───── Available data ─────

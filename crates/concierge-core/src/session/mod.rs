pub mod registry;
pub mod store;
pub mod turn;

pub use registry::ConversationRegistry;
pub use store::{Conversation, ConversationStatus, LastError};
pub use turn::{Role, Turn, TurnPatch};
use serde::{Deserialize, Serialize};

/// Protocol version (bumped when breaking changes are introduced)
pub const VERSION: u8 = 1;

/// One unit of the concierge stream for an in-flight assistant turn.
///
/// Events arrive in channel order, but the semantic kinds are not ordered
/// relative to each other: a tool result may land before the first text
/// chunk. Consumers must not assume `Chunk` comes first.
#[derive(Debug, Clone, Serialize, Deserialize)]
#[serde(tag = "type", rename_all = "camelCase")]
pub enum StreamEvent {
    Chunk(Chunk),
    ToolResult(ToolResult),
    Metadata(Metadata),
    Error(StreamError),
    Done,
}

/// Incremental assistant text.
#[derive(Debug, Clone, Serialize, Deserialize)]
pub struct Chunk {
    pub text: String,
}

/// Structured side-effect emitted when the model invoked a named capability.
/// The payload shape is tool-specific; classification happens downstream.
#[derive(Debug, Clone, Serialize, Deserialize)]
pub struct ToolResult {
    pub name: String,
    pub payload: serde_json::Value,
}

/// Trailing usage/source/widget metadata for the turn.
#[derive(Debug, Clone, Default, Serialize, Deserialize)]
#[serde(rename_all = "camelCase")]
pub struct Metadata {
    #[serde(skip_serializing_if = "Option::is_none")]
    pub usage: Option<Usage>,
    #[serde(default, skip_serializing_if = "Vec::is_empty")]
    pub sources: Vec<Source>,
    #[serde(skip_serializing_if = "Option::is_none")]
    pub map_widget: Option<serde_json::Value>,
}

/// Abnormal stream termination reported by the remote side.
#[derive(Debug, Clone, Serialize, Deserialize)]
pub struct StreamError {
    pub message: String,
}

impl StreamEvent {
    pub fn chunk<S: Into<String>>(text: S) -> Self {
        StreamEvent::Chunk(Chunk { text: text.into() })
    }

    pub fn tool_result<S: Into<String>>(name: S, payload: serde_json::Value) -> Self {
        StreamEvent::ToolResult(ToolResult { name: name.into(), payload })
    }

    pub fn error<S: Into<String>>(message: S) -> Self {
        StreamEvent::Error(StreamError { message: message.into() })
    }
}

/// Token accounting reported by the remote model.
#[derive(Debug, Clone, Copy, PartialEq, Eq, Serialize, Deserialize)]
#[serde(rename_all = "camelCase")]
pub struct Usage {
    pub input_tokens: u32,
    pub output_tokens: u32,
}

/// Citation attached to an assistant turn.
#[derive(Debug, Clone, PartialEq, Eq, Serialize, Deserialize)]
pub struct Source {
    pub title: String,
    #[serde(skip_serializing_if = "Option::is_none")]
    pub url: Option<String>,
}

/// A place returned by search or detail lookup.
#[derive(Debug, Clone, PartialEq, Serialize, Deserialize)]
#[serde(rename_all = "camelCase")]
pub struct Place {
    #[serde(skip_serializing_if = "Option::is_none")]
    pub id: Option<String>,
    pub name: String,
    #[serde(skip_serializing_if = "Option::is_none")]
    pub address: Option<String>,
    #[serde(skip_serializing_if = "Option::is_none")]
    pub lat: Option<f64>,
    #[serde(skip_serializing_if = "Option::is_none")]
    pub lng: Option<f64>,
    #[serde(skip_serializing_if = "Option::is_none")]
    pub rating: Option<f64>,
}

/// A flight option returned by flight search.
#[derive(Debug, Clone, PartialEq, Serialize, Deserialize)]
#[serde(rename_all = "camelCase")]
pub struct FlightOption {
    #[serde(skip_serializing_if = "Option::is_none")]
    pub id: Option<String>,
    pub airline: String,
    #[serde(skip_serializing_if = "Option::is_none")]
    pub flight_number: Option<String>,
    pub departure: String,
    pub arrival: String,
    #[serde(skip_serializing_if = "Option::is_none")]
    pub price: Option<f64>,
}

/// Which side-effecting capability a write tool result came from.
#[derive(Debug, Clone, Copy, PartialEq, Eq, Serialize, Deserialize)]
#[serde(rename_all = "snake_case")]
pub enum WriteActionType {
    Poll,
    Task,
    CalendarEvent,
    SavedPlace,
    Link,
    AgendaItem,
}

/// Normalized outcome of a write-action tool call. The remote side names
/// the created entity differently per action type; the router resolves
/// that into `entity_id`/`entity_name` here so the UI never has to.
#[derive(Debug, Clone, PartialEq, Eq, Serialize, Deserialize)]
#[serde(rename_all = "camelCase")]
pub struct WriteActionResult {
    pub action_type: WriteActionType,
    pub success: bool,
    pub message: String,
    #[serde(skip_serializing_if = "Option::is_none")]
    pub entity_id: Option<String>,
    #[serde(skip_serializing_if = "Option::is_none")]
    pub entity_name: Option<String>,
    #[serde(skip_serializing_if = "Option::is_none")]
    pub scope: Option<String>,
}

/// One prior message included in the outbound request for model context.
#[derive(Debug, Clone, Serialize, Deserialize)]
pub struct HistoryMessage {
    pub role: String, // "user" | "assistant"
    pub content: String,
}

/// The outbound request envelope for one turn.
#[derive(Debug, Clone, Serialize, Deserialize)]
#[serde(rename_all = "camelCase")]
pub struct TurnRequest {
    #[serde(skip_serializing_if = "Option::is_none")]
    pub v: Option<u8>,
    pub trip_id: String,
    pub message: String,
    #[serde(default, skip_serializing_if = "Vec::is_empty")]
    pub history: Vec<HistoryMessage>,
    #[serde(default, skip_serializing_if = "Vec::is_empty")]
    pub attachments: Vec<String>,
}

impl TurnRequest {
    pub fn new<T: Into<String>, M: Into<String>>(trip_id: T, message: M) -> Self {
        Self {
            v: Some(VERSION),
            trip_id: trip_id.into(),
            message: message.into(),
            history: Vec::new(),
            attachments: Vec::new(),
        }
    }
}

#[cfg(test)]
mod tests {
    use super::*;
    use serde_json::json;

    #[test]
    fn stream_event_tags_round_trip() {
        let ev = StreamEvent::chunk("hello");
        let s = serde_json::to_string(&ev).unwrap();
        assert!(s.contains("\"type\":\"chunk\""));

        let ev = StreamEvent::tool_result("searchPlaces", json!({"places": []}));
        let s = serde_json::to_string(&ev).unwrap();
        assert!(s.contains("\"type\":\"toolResult\""));

        let done: StreamEvent = serde_json::from_str("{\"type\":\"done\"}").unwrap();
        assert!(matches!(done, StreamEvent::Done));
    }

    #[test]
    fn metadata_omits_empty_fields() {
        let s = serde_json::to_string(&StreamEvent::Metadata(Metadata::default())).unwrap();
        assert_eq!(s, "{\"type\":\"metadata\"}");
    }
}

─────

Prompt: Output the records exactly, so that each line matches what was given.

Solution for this problem:
filename crates/concierge-core/src/session/mod.rs
pub mod registry;
pub mod store;
pub mod turn;

pub use registry::ConversationRegistry;
pub use store::{Conversation, ConversationStatus, LastError};
pub use turn::{Role, Turn, TurnPatch};
use serde::{Deserialize, Serialize};

/// Protocol version (bumped when breaking changes are introduced)
pub const VERSION: u8 = 1;

/// One unit of the concierge stream for an in-flight assistant turn.
///
/// Events arrive in channel order, but the semantic kinds are not ordered
/// relative to each other: a tool result may land before the first text
/// chunk. Consumers must not assume `Chunk` comes first.
#[derive(Debug, Clone, Serialize, Deserialize)]
#[serde(tag = "type", rename_all = "camelCase")]
pub enum StreamEvent {
    Chunk(Chunk),
    ToolResult(ToolResult),
    Metadata(Metadata),
    Error(StreamError),
    Done,
}

/// Incremental assistant text.
#[derive(Debug, Clone, Serialize, Deserialize)]
pub struct Chunk {
    pub text: String,
}

/// Structured side-effect emitted when the model invoked a named capability.
/// The payload shape is tool-specific; classification happens downstream.
#[derive(Debug, Clone, Serialize, Deserialize)]
pub struct ToolResult {
    pub name: String,
    pub payload: serde_json::Value,
}

/// Trailing usage/source/widget metadata for the turn.
#[derive(Debug, Clone, Default, Serialize, Deserialize)]
#[serde(rename_all = "camelCase")]
pub struct Metadata {
    #[serde(skip_serializing_if = "Option::is_none")]
    pub usage: Option<Usage>,
    #[serde(default, skip_serializing_if = "Vec::is_empty")]
    pub sources: Vec<Source>,
    #[serde(skip_serializing_if = "Option::is_none")]
    pub map_widget: Option<serde_json::Value>,
}

/// Abnormal stream termination reported by the remote side.
#[derive(Debug, Clone, Serialize, Deserialize)]
pub struct StreamError {
    pub message: String,
}

impl StreamEvent {
    pub fn chunk<S: Into<String>>(text: S) -> Self {
        StreamEvent::Chunk(Chunk { text: text.into() })
    }

    pub fn tool_result<S: Into<String>>(name: S, payload: serde_json::Value) -> Self {
        StreamEvent::ToolResult(ToolResult { name: name.into(), payload })
    }

    pub fn error<S: Into<String>>(message: S) -> Self {
        StreamEvent::Error(StreamError { message: message.into() })
    }
}

/// Token accounting reported by the remote model.
#[derive(Debug, Clone, Copy, PartialEq, Eq, Serialize, Deserialize)]
#[serde(rename_all = "camelCase")]
pub struct Usage {
    pub input_tokens: u32,
    pub output_tokens: u32,
}

/// Citation attached to an assistant turn.
#[derive(Debug, Clone, PartialEq, Eq, Serialize, Deserialize)]
pub struct Source {
    pub title: String,
    #[serde(skip_serializing_if = "Option::is_none")]
    pub url: Option<String>,
}

/// A place returned by search or detail lookup.
#[derive(Debug, Clone, PartialEq, Serialize, Deserialize)]
#[serde(rename_all = "camelCase")]
pub struct Place {
    #[serde(skip_serializing_if = "Option::is_none")]
    pub id: Option<String>,
    pub name: String,
    #[serde(skip_serializing_if = "Option::is_none")]
    pub address: Option<String>,
    #[serde(skip_serializing_if = "Option::is_none")]
    pub lat: Option<f64>,
    #[serde(skip_serializing_if = "Option::is_none")]
    pub lng: Option<f64>,
    #[serde(skip_serializing_if = "Option::is_none")]
    pub rating: Option<f64>,
}

/// A flight option returned by flight search.
#[derive(Debug, Clone, PartialEq, Serialize, Deserialize)]
#[serde(rename_all = "camelCase")]
pub struct FlightOption {
    #[serde(skip_serializing_if = "Option::is_none")]
    pub id: Option<String>,
    pub airline: String,
    #[serde(skip_serializing_if = "Option::is_none")]
    pub flight_number: Option<String>,
    pub departure: String,
    pub arrival: String,
    #[serde(skip_serializing_if = "Option::is_none")]
    pub price: Option<f64>,
}

/// Which side-effecting capability a write tool result came from.
#[derive(Debug, Clone, Copy, PartialEq, Eq, Serialize, Deserialize)]
#[serde(rename_all = "snake_case")]
pub enum WriteActionType {
    Poll,
    Task,
    CalendarEvent,
    SavedPlace,
    Link,
    AgendaItem,
}

/// Normalized outcome of a write-action tool call. The remote side names
/// the created entity differently per action type; the router resolves
/// that into `entity_id`/`entity_name` here so the UI never has to.
#[derive(Debug, Clone, PartialEq, Eq, Serialize, Deserialize)]
#[serde(rename_all = "camelCase")]
pub struct WriteActionResult {
    pub action_type: WriteActionType,
    pub success: bool,
    pub message: String,
    #[serde(skip_serializing_if = "Option::is_none")]
    pub entity_id: Option<String>,
    #[serde(skip_serializing_if = "Option::is_none")]
    pub entity_name: Option<String>,
    #[serde(skip_serializing_if = "Option::is_none")]
    pub scope: Option<String>,
}

/// One prior message included in the outbound request for model context.
#[derive(Debug, Clone, Serialize, Deserialize)]
pub struct HistoryMessage {
    pub role: String, // "user" | "assistant"
    pub content: String,
}

/// The outbound request envelope for one turn.
#[derive(Debug, Clone, Serialize, Deserialize)]
#[serde(rename_all = "camelCase")]
pub struct TurnRequest {
    #[serde(skip_serializing_if = "Option::is_none")]
    pub v: Option<u8>,
    pub trip_id: String,
    pub message: String,
    #[serde(default, skip_serializing_if = "Vec::is_empty")]
    pub history: Vec<HistoryMessage>,
    #[serde(default, skip_serializing_if = "Vec::is_empty")]
    pub attachments: Vec<String>,
}

impl TurnRequest {
    pub fn new<T: Into<String>, M: Into<String>>(trip_id: T, message: M) -> Self {
        Self {
            v: Some(VERSION),
            trip_id: trip_id.into(),
            message: message.into(),
            history: Vec::new(),
            attachments: Vec::new(),
        }
    }
}

#[cfg(test)]
mod tests {
    use super::*;
    use serde_json::json;

    #[test]
    fn stream_event_tags_round_trip() {
        let ev = StreamEvent::chunk("hello");
        let s = serde_json::to_string(&ev).unwrap();
        assert!(s.contains("\"type\":\"chunk\""));

        let ev = StreamEvent::tool_result("searchPlaces", json!({"places": []}));
        let s = serde_json::to_string(&ev).unwrap();
        assert!(s.contains("\"type\":\"toolResult\""));

        let done: StreamEvent = serde_json::from_str("{\"type\":\"done\"}").unwrap();
        assert!(matches!(done, StreamEvent::Done));
    }

    #[test]
    fn metadata_omits_empty_fields() {
        let s = serde_json::to_string(&StreamEvent::Metadata(Metadata::default())).unwrap();
        assert_eq!(s, "{\"type\":\"metadata\"}");
    }
}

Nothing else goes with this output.